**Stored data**
──────

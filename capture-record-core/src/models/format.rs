use serde::{Deserialize, Serialize};

/// Which of the two capture streams a sample belongs to.
#[derive(Debug, Clone, Copy, PartialEq, Eq, Hash, Serialize, Deserialize)]
#[serde(rename_all = "lowercase")]
pub enum StreamTag {
    Audio,
    Video,
}

impl StreamTag {
    pub fn is_video(&self) -> bool {
        matches!(self, Self::Video)
    }

    pub fn is_audio(&self) -> bool {
        matches!(self, Self::Audio)
    }
}

/// Kind of physical capture device.
#[derive(Debug, Clone, Copy, PartialEq, Eq, Hash, Serialize, Deserialize)]
#[serde(rename_all = "lowercase")]
pub enum DeviceKind {
    Camera,
    Microphone,
}

impl DeviceKind {
    /// The stream this kind of device produces.
    pub fn stream(&self) -> StreamTag {
        match self {
            Self::Camera => StreamTag::Video,
            Self::Microphone => StreamTag::Audio,
        }
    }
}

/// Pixel layout of captured video frames.
#[derive(Debug, Clone, Copy, PartialEq, Eq, Hash, Serialize, Deserialize)]
#[serde(rename_all = "lowercase")]
pub enum PixelFormat {
    Nv12,
    I420,
    Yuyv,
    Uyvy,
    Rgb24,
    Bgra32,
    Mjpeg,
    /// Layout the core does not understand. Never negotiated.
    Unknown,
}

impl PixelFormat {
    pub fn is_known(&self) -> bool {
        !matches!(self, Self::Unknown)
    }

    pub(crate) fn wire_id(&self) -> u8 {
        match self {
            Self::Nv12 => 1,
            Self::I420 => 2,
            Self::Yuyv => 3,
            Self::Uyvy => 4,
            Self::Rgb24 => 5,
            Self::Bgra32 => 6,
            Self::Mjpeg => 7,
            Self::Unknown => 0,
        }
    }

    pub(crate) fn from_wire_id(id: u8) -> Self {
        match id {
            1 => Self::Nv12,
            2 => Self::I420,
            3 => Self::Yuyv,
            4 => Self::Uyvy,
            5 => Self::Rgb24,
            6 => Self::Bgra32,
            7 => Self::Mjpeg,
            _ => Self::Unknown,
        }
    }
}

/// Negotiated (or requested) camera format.
#[derive(Debug, Clone, Copy, PartialEq, Serialize, Deserialize)]
pub struct VideoFormat {
    pub width: u32,
    pub height: u32,
    /// Frames per second.
    pub frame_rate: f64,
    pub pixel_format: PixelFormat,
}

impl VideoFormat {
    pub fn new(width: u32, height: u32, frame_rate: f64, pixel_format: PixelFormat) -> Self {
        Self {
            width,
            height,
            frame_rate,
            pixel_format,
        }
    }

    pub fn area(&self) -> u64 {
        self.width as u64 * self.height as u64
    }
}

/// Sample encoding of an audio payload. Always interleaved, little-endian.
#[derive(Debug, Clone, Copy, PartialEq, Eq, Hash, Serialize, Deserialize)]
#[serde(rename_all = "lowercase")]
pub enum AudioSampleFormat {
    F32,
    I16,
}

impl AudioSampleFormat {
    pub fn bytes_per_sample(&self) -> usize {
        match self {
            Self::F32 => 4,
            Self::I16 => 2,
        }
    }

    pub fn bits_per_sample(&self) -> u16 {
        self.bytes_per_sample() as u16 * 8
    }
}

/// Negotiated microphone format.
#[derive(Debug, Clone, Copy, PartialEq, Eq, Hash, Serialize, Deserialize)]
pub struct AudioFormat {
    pub channels: u16,
    pub sample_rate: u32,
    pub sample_format: AudioSampleFormat,
}

impl AudioFormat {
    pub fn new(channels: u16, sample_rate: u32, sample_format: AudioSampleFormat) -> Self {
        Self {
            channels,
            sample_rate,
            sample_format,
        }
    }

    /// Bytes per interleaved frame.
    pub fn block_align(&self) -> usize {
        self.channels as usize * self.sample_format.bytes_per_sample()
    }

    /// Duration of `frames` frames in 100 ns ticks.
    pub fn frames_to_ticks(&self, frames: usize) -> i64 {
        if self.sample_rate == 0 {
            return 0;
        }
        (frames as i64 * super::sample::TICKS_PER_SECOND) / self.sample_rate as i64
    }
}

/// Format descriptor of one stream, fixed at stream preparation time.
#[derive(Debug, Clone, Copy, PartialEq, Serialize, Deserialize)]
#[serde(tag = "kind", rename_all = "lowercase")]
pub enum MediaFormat {
    Video(VideoFormat),
    Audio(AudioFormat),
}

impl MediaFormat {
    pub fn stream(&self) -> StreamTag {
        match self {
            Self::Video(_) => StreamTag::Video,
            Self::Audio(_) => StreamTag::Audio,
        }
    }

    pub fn as_video(&self) -> Option<&VideoFormat> {
        match self {
            Self::Video(v) => Some(v),
            Self::Audio(_) => None,
        }
    }

    pub fn as_audio(&self) -> Option<&AudioFormat> {
        match self {
            Self::Audio(a) => Some(a),
            Self::Video(_) => None,
        }
    }
}

/// Formats negotiated for the currently open streams.
#[derive(Debug, Clone, Copy, Default, PartialEq)]
pub struct StreamFormats {
    pub video: Option<VideoFormat>,
    pub audio: Option<AudioFormat>,
}

impl StreamFormats {
    pub fn has(&self, stream: StreamTag) -> bool {
        match stream {
            StreamTag::Video => self.video.is_some(),
            StreamTag::Audio => self.audio.is_some(),
        }
    }
}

──────

**DIRECTIONS**
Determine how many lines of the data contain the word "MediaFormat", and reply with that number only.

**SOLUTION FOR THIS EXERCISE**
2